“And this is why I sojourn here,
Alone and palely loitering;
Though the sedge is withered from the lake,
And no birds sing.”
This is a poem of impression. The impression is immediate, final, and permanent; and words would be more than wasted upon pointing out to the reader that such and such are the details which have conduced to impress him.
In the five odes there is naturally some diversity in the degrees of excellence. I have given their titles above in the probable (not certain) order of their composition. Considered intellectually, we might form a kind of symphony out of them, and arrange it thus—1, “Grecian Urn”; 2, “Psyche”; 3, “Autumn”; 4, “Melancholy”; 5, “Nightingale”; and, if Keats had left us nothing else, we should have in this symphony an almost complete picture of his poetic mind, only omitting, or representing deficiently, that more instinctive sort of enjoyment which partakes of gaiety. Viewing all these wondrous odes together, the predominant quality which we trace in them is an extreme susceptibility to delight, close-linked with afterthought—pleasure with pang—or that poignant sense of ultimates, a sense delicious and harrowing, which clasps the joy in sadness, and feasts upon the very sadness in joy. The emotion throughout is the emotion of beauty: beauty intensely perceived, intensely loved, questioned of its secret like the sphinx, imperishable and eternal, yet haunted (as it were) by its own ghost, the mortal throes of the human soul. As no poet had more capacity for enjoyment than Keats, so none exceeded him in the luxury of sorrow. Few also exceeded him in the sense of the one moment irretrievable; but this conception in its fulness belongs to the region of morals yet more than of sensation, and the spirit of Keats was almost an alien in the region of morals. As he himself wrote (March 1818)—
“Oh never will the prize,
High reason, and the love of good and ill,
Be my award!”
I think it will be well to cull out of these five odes—taken in the symphonic order above noted—the phrases which constitute the strongest chords of emotion and of music.

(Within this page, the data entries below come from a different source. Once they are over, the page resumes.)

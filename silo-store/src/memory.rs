use async_trait::async_trait;
use bytes::{Bytes, BytesMut};
use futures_util::StreamExt;
use parking_lot::Mutex;
use std::collections::HashMap;

use crate::error::{StoreError, StoreResult};
use crate::store::BlobStore;
use crate::types::{ByteStream, ObjectMeta};

#[derive(Debug, Clone)]
struct Entry {
    bytes: Bytes,
    content_type: Option<String>,
}

/// In-memory blob store: keys map to byte buffers under a single mutex.
/// Never mints URLs. Trivial but must be concurrency-safe —
/// `parking_lot::Mutex` rather than `std::sync::Mutex` to match the
/// lock used across the rest of this crate's backends.
pub struct MemoryBlobStore {
    name: String,
    entries: Mutex<HashMap<String, Entry>>,
}

impl MemoryBlobStore {
    pub fn new(name: impl Into<String>) -> Self {
        Self {
            name: name.into(),
            entries: Mutex::new(HashMap::new()),
        }
    }
}

impl Default for MemoryBlobStore {
    fn default() -> Self {
        Self::new("memory")
    }
}

#[async_trait]
impl BlobStore for MemoryBlobStore {
    async fn upload(
        &self,
        key: &str,
        content_type: Option<&str>,
        mut stream: ByteStream,
    ) -> StoreResult<ObjectMeta> {
        let mut buf = BytesMut::new();
        while let Some(chunk) = stream.next().await {
            let chunk = chunk.map_err(|e| StoreError::io("reading upload stream", e))?;
            buf.extend_from_slice(&chunk);
        }
        let bytes = buf.freeze();
        let meta = ObjectMeta {
            content_type: content_type.map(str::to_string),
            size_bytes: bytes.len() as u64,
            etag: None,
        };
        self.entries.lock().insert(
            key.to_string(),
            Entry {
                bytes,
                content_type: content_type.map(str::to_string),
            },
        );
        Ok(meta)
    }

    async fn download(&self, key: &str) -> StoreResult<ByteStream> {
        let entry = self
            .entries
            .lock()
            .get(key)
            .cloned()
            .ok_or_else(|| StoreError::not_found(key))?;
        let stream = futures_util::stream::once(async move { Ok(entry.bytes) });
        Ok(Box::pin(stream))
    }

    async fn delete(&self, key: &str) -> StoreResult<()> {
        // Idempotent: deleting a key that isn't there is a no-op.
        self.entries.lock().remove(key);
        Ok(())
    }

    async fn get_object_meta(&self, key: &str) -> StoreResult<ObjectMeta> {
        let entry = self
            .entries
            .lock()
            .get(key)
            .cloned()
            .ok_or_else(|| StoreError::not_found(key))?;
        Ok(ObjectMeta {
            content_type: entry.content_type,
            size_bytes: entry.bytes.len() as u64,
            etag: None,
        })
    }

    async fn get_upload_url(&self, _key: &str) -> StoreResult<String> {
        Ok(String::new())
    }

    async fn get_download_url(&self, _key: &str, _filename: Option<&str>) -> StoreResult<String> {
        Ok(String::new())
    }

    async fn get_preview_url(&self, _key: &str) -> StoreResult<String> {
        Ok(String::new())
    }

    fn backend_name(&self) -> &str {
        &self.name
    }
}

#[cfg(test)]
mod tests {
    use super::*;

    fn body(data: &'static [u8]) -> ByteStream {
        Box::pin(futures_util::stream::once(async move { Ok(Bytes::from(data)) }))
    }

    #[tokio::test]
    async fn upload_then_download_round_trips() {
        let store = MemoryBlobStore::new("mem");
        store.upload("k1", Some("text/plain"), body(b"hello")).await.unwrap();

        let mut stream = store.download("k1").await.unwrap();
        let mut got = BytesMut::new();
        while let Some(chunk) = stream.next().await {
            got.extend_from_slice(&chunk.unwrap());
        }
        assert_eq!(&got[..], b"hello");
    }

    #[tokio::test]
    async fn download_missing_key_is_not_found() {
        let store = MemoryBlobStore::new("mem");
        assert!(matches!(
            store.download("nope").await,
            Err(StoreError::NotFound { .. })
        ));
    }

    #[tokio::test]
    async fn delete_is_idempotent() {
        let store = MemoryBlobStore::new("mem");
        store.upload("k1", None, body(b"x")).await.unwrap();
        store.delete("k1").await.unwrap();
        store.delete("k1").await.unwrap();
    }

    #[tokio::test]
    async fn never_mints_urls() {
        let store = MemoryBlobStore::new("mem");
        assert_eq!(store.get_upload_url("k").await.unwrap(), "");
        assert_eq!(store.get_download_url("k", None).await.unwrap(), "");
        assert_eq!(store.get_preview_url("k").await.unwrap(), "");
    }
}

(1) “Heard melodies are sweet, but those unheard
Are sweeter; therefore, ye soft pipes, play on;
Not to the sensual ear, but, more endeared,
Pipe, to the spirit, ditties of no tone.
“Human passion far above
That leaves a heart high-sorrowful and cloyed,
A burning forehead, and a parching tongue.
“Beauty is truth, truth beauty,—that is all
Ye know on earth, and all ye need to know.
(2) “Too late for antique vows,
Too too late for the fond believing lyre,
When holy were the haunted forest boughs,
Holy the air, the water, and the fire.
“Yes, I will be thy priest, and build a fane
In some untrodden region of my mind,
Where branchèd thoughts new-grown with pleasant pain,
Instead of pines, shall murmur in the wind.